• Otobiyografi kesiti-4: Bildiğimi zannettiğim dağlara kar yağışı nasıl başladı?

    Yıl 1970. Bir yıl kadar önce, çalıştığım kurum (Ereğli Kömürleri İşletmesi) beni Ankara’da iki haftalık bir kursa yollamış. FORTRAN-IV programlama dilinin öğretildiği bu kursu tamamlamışım ama, işimle ilgili olarak doğrusu neye yarayacağı konusunda pek de bir fikrim yok.

    Bir süre sonra işletmemizde “muhasebe makinesi” olarak bilinen bir bilgisayar olduğunu öğrenip, bir yolla (https://tinaztitiz.com/3129 adresindeki yazımda uzunca anlatmışım) kullanma imkânı bulunca, 16K’lık makinenin azami 8K’lık bölümüne sığabilecek programlar yazabileceğimi düşünüyorum.

    Bu programların bir işe yaraması o an için önemli değil, yeter ki basit de olsa tanımlanan bir işlemi yapabilsin. Mesela 1’den 1000’e kadar sayıları toplayabilsin. Amaç belli; bunları yaptırabilirsem giderek daha karmaşık işleri de yaptırırım. Bilgisayarı ilk kullanmama izin verildiği günü hatırlıyorum; yaklaşık 200m2’lik, tabanı –kabloların geçirilmesi için- yükseltilmiş ve klimatize edilmiş bir salonda, her birinin aylık kirası $5,500 olan iki makine var (birisi yedek); IBM 360/20.

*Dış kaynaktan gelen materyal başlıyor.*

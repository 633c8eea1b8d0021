//! 홈 서비스 예약 백엔드 메인 애플리케이션
//!
//! 설정을 읽고 저장소(MongoDB + Redis 또는 메모리)를 연결한 뒤
//! 도메인 서비스를 등록하고 Actix-web HTTP 서버를 구동합니다.

use std::sync::Arc;
use actix_cors::Cors;
use actix_web::http::header;
use actix_web::{middleware, App, HttpServer};
use actix_governor::{Governor, GovernorConfigBuilder};
use dotenv::dotenv;
use env_logger::Env;
use log::{error, info};
use booking_service_backend::caching::redis::RedisClient;
use booking_service_backend::config::{AppConfig, StorageBackend};
use booking_service_backend::core::registry::ServiceLocator;
use booking_service_backend::db::Database;
use booking_service_backend::repositories::{
    AppointmentRepository, AppointmentStore, InMemoryStore, UserDirectory, UserRepository,
};
use booking_service_backend::routes::configure_all_routes;
use booking_service_backend::services::register_services;

#[actix_web::main]
async fn main() -> std::io::Result<()> {
    load_env_file();
    init_logging();

    info!("🚀 예약 서비스 시작중...");

    let config = Arc::new(AppConfig::from_env());
    info!("실행 환경: {:?}, 저장소: {:?}", config.environment, config.database.backend);
    ServiceLocator::set(config.clone());

    let (users, appointments) = match config.database.backend {
        StorageBackend::Memory => {
            info!("💾 메모리 저장소 사용 (재시작 시 데이터가 사라집니다)");
            let store = Arc::new(InMemoryStore::new());
            let users: Arc<dyn UserDirectory> = store.clone();
            let appointments: Arc<dyn AppointmentStore> = store;
            (users, appointments)
        },
        StorageBackend::MongoDb => initialize_data_stores(&config)
            .await
            .map_err(|e| {
                error!("저장소 초기화 실패: {}", e);
                std::io::Error::other(e.to_string())
            })?,
    };

    register_services(&config, users, appointments);

    info!("✅ 모든 서비스가 성공적으로 초기화되었습니다!");

    start_http_server(&config).await
}

/// HTTP 서버를 구성하고 실행합니다
///
/// Rate Limiting, CORS, 접근 로그, 경로 정규화 미들웨어를 포함합니다.
async fn start_http_server(config: &AppConfig) -> std::io::Result<()> {
    let bind_address = config.server.bind_address();

    info!("🌐 서버가 http://{} 에서 실행중입니다", bind_address);
    info!("📍 Health check: http://{}/health", bind_address);

    let governor_conf = GovernorConfigBuilder::default()
        .requests_per_second(config.rate_limit.per_second)
        .burst_size(config.rate_limit.burst_size)
        .use_headers()
        .finish()
        .ok_or_else(|| std::io::Error::other("Rate Limiting 설정이 올바르지 않습니다"))?;

    info!(
        "🛡️ Rate Limiting 활성화: 초당 {}요청, 버스트 {}개",
        config.rate_limit.per_second,
        config.rate_limit.burst_size
    );

    HttpServer::new(move || {
        let cors = configure_cors();

        App::new()
            .wrap(Governor::new(&governor_conf))

            .wrap(cors)
            .wrap(middleware::Logger::default())
            .wrap(middleware::NormalizePath::trim())

            .configure(configure_all_routes)
    })
        .bind(bind_address)?
        .workers(config.server.workers)
        .run()
        .await
}

fn load_env_file() {
    let profile = std::env::var("PROFILE").unwrap_or_else(|_| "dev".to_string());

    info!("Current profile: {}", profile);

    match profile.as_str() {
        "prod" => match dotenv::from_filename(".env.prod") {
            Ok(_) => info!(".env.prod 파일 로드 됨"),
            Err(e) => error!(".env.prod 파일 로드 실패: {}", e),
        },
        "dev" => match dotenv::from_filename(".env.dev") {
            Ok(_) => info!(".env.dev 파일 로드 됨"),
            Err(e) => error!(".env.dev 파일 로드 실패: {}", e),
        },
        _ => {
            dotenv().ok();
            info!("기본 .env 파일 로드");
        }
    }
}

fn init_logging() {
    env_logger::init_from_env(Env::default().default_filter_or("info,actix_web=debug"));
}

/// MongoDB와 Redis를 연결하고 리포지토리를 초기화합니다.
async fn initialize_data_stores(
    config: &AppConfig,
) -> Result<(Arc<dyn UserDirectory>, Arc<dyn AppointmentStore>), Box<dyn std::error::Error>> {
    info!("📡 데이터베이스 연결 중...");
    let database = Arc::new(Database::new(&config.database).await?);
    info!("✅ MongoDB 연결 성공");

    let redis_client = Arc::new(RedisClient::new(&config.cache).await?);
    info!("✅ Redis 연결 성공");

    ServiceLocator::set(database);
    ServiceLocator::set(redis_client);
    ServiceLocator::initialize_all().await?;

    let user_repo = UserRepository::instance();
    let appointment_repo = AppointmentRepository::instance();

    user_repo.create_indexes().await?;
    appointment_repo.create_indexes().await?;
    info!("✅ 인덱스 생성 완료");

    let users: Arc<dyn UserDirectory> = user_repo;
    let appointments: Arc<dyn AppointmentStore> = appointment_repo;
    Ok((users, appointments))
}

fn configure_cors() -> Cors {
    Cors::default()
        .allowed_origin("http://localhost:3000")
        .allowed_origin("http://127.0.0.1:3000")
        .allowed_origin("http://localhost:8080")
        .allowed_origin("http://127.0.0.1:8080")

        .allowed_methods(vec!["GET", "POST", "PUT", "DELETE", "PATCH", "OPTIONS"])

        .allowed_headers(vec![
            header::AUTHORIZATION,
            header::ACCEPT,
            header::CONTENT_TYPE,
        ])

        .supports_credentials()

        .max_age(3600)
}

    Bilgisayarın yedeği olur mu diye düşünenler olabilir, ama 40,000+ maden işçisinin –ki Dünyada da maden işçileri genelde en isyankâr işçiler sayılır- ücret bordrolarını yapan bilgisayarın bir yedeğinin olması kolayca anlaşılabilir bir şey. (Nitekim zaman zaman, bir yasal gereklilik nedeniyle ücretlerde küçük de olsa bir kesinti olduğunda ortaya çıkan toplu gösteriler bunun kanıtıydı. Bir mühendisin öldüresiye dövüldüğü Kozlu olaylarını yaşıtlarım hatırlayabilir).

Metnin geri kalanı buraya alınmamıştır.